Le récit du traumatisme donne un sens à ce qui est arrivé et permet la couture résiliente solide, de se reconstruire sans devoir l'enfouir, le nier, ou le cacher. Ce récit non linéaire trouve sa cohérence dans le sens qui lui est attribué par la personne. Le récit est porteur et vecteur de sens et de valeur indispensables au processus de résilience. Cyrulnik parle du pouvoir de la résilience, mais surtout du pouvoir libérateur de la mise en récit des événements traumatiques. Dans ces circonstances, il s’agit de contourner, de faire émerger et de surmonter les épreuves, les risques, les obstacles qui se dressent sur le chemin pour prendre, pour occuper et pour maîtriser une place dans la société ou dans l’univers des savoirs et des connaissances (Charlot, 1999). Dans le contexte des pays en développement, les positions sont inégales pour les hommes et les femmes dans la société; les places et les chances inégales pour les filles et les garçons dans le système éducatif et à l’école.

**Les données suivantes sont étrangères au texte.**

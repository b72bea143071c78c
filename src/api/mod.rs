// ==========================================
// 회계 수불 증감 분석 - API 계층
// ==========================================
// 역할: 표시 계층(외부 협력자)이 호출하는 업무 인터페이스
// ==========================================

pub mod analysis_api;
pub mod error;

pub use analysis_api::{
    AnalysisApi, AnalysisRequest, AnalysisResponse, PeriodOutcome, PeriodStatus,
};
pub use error::ApiError;
//! ADD, AND, NOT. Arithmetic wraps modulo 2^16; all three set the
//! condition code from the destination.

use crate::interpreter::decode::{AluOperand, Instruction};
use crate::interpreter::state::Registers;

pub struct AluUnit;

impl AluUnit {
    /// Returns `true` if `instr` was an ALU instruction.
    pub fn execute(instr: Instruction, regs: &mut Registers) -> bool {
        match instr {
            Instruction::Add { dr, sr1, operand } => {
                let result = regs.get(sr1).wrapping_add(Self::operand(operand, regs));
                regs.set_with_flags(dr, result);
                true
            }
            Instruction::And { dr, sr1, operand } => {
                let result = regs.get(sr1) & Self::operand(operand, regs);
                regs.set_with_flags(dr, result);
                true
            }
            Instruction::Not { dr, sr } => {
                let result = !regs.get(sr);
                regs.set_with_flags(dr, result);
                true
            }
            _ => false,
        }
    }

    #[inline]
    fn operand(operand: AluOperand, regs: &Registers) -> u16 {
        match operand {
            AluOperand::Reg(r) => regs.get(r),
            AluOperand::Imm(imm) => imm,
        }
    }
}

#[cfg(test)]
mod tests {
    use super::*;
    use crate::interpreter::traits::CondFlag;

    fn exec(word: u16, regs: &mut Registers) {
        assert!(AluUnit::execute(Instruction::decode(word), regs));
    }

    #[test]
    fn test_add_wraps_to_zero() {
        let mut regs = Registers::new(0);
        regs.set(1, 0xFFFF);
        regs.set(2, 0x0001);
        exec(0x1042, &mut regs); // ADD R0, R1, R2
        assert_eq!(regs.get(0), 0);
        assert_eq!(regs.cond(), CondFlag::Zero);
    }

    #[test]
    fn test_add_immediate_negative() {
        let mut regs = Registers::new(0);
        exec(0x1025, &mut regs); // ADD R0, R0, #5
        exec(0x103E, &mut regs); // ADD R0, R0, #-2
        assert_eq!(regs.get(0), 3);
        assert_eq!(regs.cond(), CondFlag::Positive);

        exec(0x1038, &mut regs); // ADD R0, R0, #-8
        assert_eq!(regs.get(0), 0xFFFB);
        assert_eq!(regs.cond(), CondFlag::Negative);
    }

    #[test]
    fn test_and_register_and_immediate() {
        let mut regs = Registers::new(0);
        regs.set(1, 0b1100);
        regs.set(2, 0b1010);
        exec(0x5042, &mut regs); // AND R0, R1, R2
        assert_eq!(regs.get(0), 0b1000);

        exec(0x5020, &mut regs); // AND R0, R0, #0
        assert_eq!(regs.get(0), 0);
        assert_eq!(regs.cond(), CondFlag::Zero);

        regs.set(3, 0x8F0F);
        exec(0x56FF, &mut regs); // AND R3, R3, #-1
        assert_eq!(regs.get(3), 0x8F0F);
        assert_eq!(regs.cond(), CondFlag::Negative);
    }

    #[test]
    fn test_not() {
        let mut regs = Registers::new(0);
        regs.set(1, 0x00FF);
        exec(0x907F, &mut regs); // NOT R0, R1
        assert_eq!(regs.get(0), 0xFF00);
        assert_eq!(regs.cond(), CondFlag::Negative);

        regs.set(1, 0xFFFF);
        exec(0x907F, &mut regs);
        assert_eq!(regs.cond(), CondFlag::Zero);
    }

    #[test]
    fn test_not_an_alu_op() {
        let mut regs = Registers::new(0);
        assert!(!AluUnit::execute(Instruction::decode(0xF025), &mut regs));
    }
}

La résilience est un concept dynamique, dont le processus s’inscrit dans l’évolution des parcours scolaires. La résilience est encore un concept qui découle de la résistance, qui illustre le dépassement, qui participe de la persévérance et qui explique la continuation d’une trajectoire au départ marquée par l’adversité. Cette trajectoire est fragilisée par de la souffrance, de la douleur, des abus en contexte social et principalement familial et souvent scolaire. Il s’agit de reprendre un développement particulier, de poursuivre une évolution saine et acceptable en interaction sociale par la plasticité que possède tout être vivant à donner et à faire sens au vécu à son vécu (Lecomte, 2010, 2004; Martin, Spire & Vincent, 2009; Van Hooland, 2005; Cyrulnik, 2005a; Cyrulnik, 2004; Lecomte & Manciaux 2001; Manciaux, Vanistendael, Lecomte & Cyrulnik, 2001).

Par ailleurs, la parole comme facteur de résilience, révèle l’impact des événements qui ont marqué le vécu de la scolarité ou la genèse de la scolarité sur les différentes étapes de la trajectoire. Cette parole révèle le courage, dévoile l’amour de la vie, l’ambition et exprime l’espoir. La résilience est une histoire de combat, de lutte, de bagarre pour la réussite contre

l’abandon, contre le découragement, voire même contre la mort. C’est l’histoire d’individus blessés, poussés vers l’exclusion qui inventent une stratégie de persévérance, de maintenance et de survivance. Dès le départ, il y a une situation, une difficulté, un problème qui peut conduire à l’échec, à la catastrophe ou à l’irréparable. Mais, il y a le temps, il y a des ressources, il y a des rencontres, il y a des mouvements, des déplacements, un devenir et un avenir imprévisibles, voir impensables. C’est ce qui fait que tout au long du parcours qui constitue la trajectoire, il y a des étapes, des événements successifs, des phases, des séquences, des moments de résilience faible, de résilience forte ou d’absence de résilience qui caractérisent le processus d’acquisition de cette qualité (Bouteyre, 2008, 2004; Manciaux, Vanistendael, Lecomte & Cyrulnik, 2001). «La résilience se construit et se développe […] et peut s’apprendre à tout âge» (Gonnet, Koffi & Cyrulnik, 2010:115). La personne qui produit un récit sur lui-même devient le sujet de son histoire. C’est le sujet qui interprète, qui a des représentations, qui a la maîtrise du sens de ce qui lui est arrivé. Il ressort de ses souvenirs les facteurs de l’identité forgée par le vécu qu’il a, son vécu à lui. Un récit c’est à la fois le processus et le fruit d’une réconciliation, d’une acceptation et d’un besoin de s’assumer en action après coup (Cyrulnik, 2008).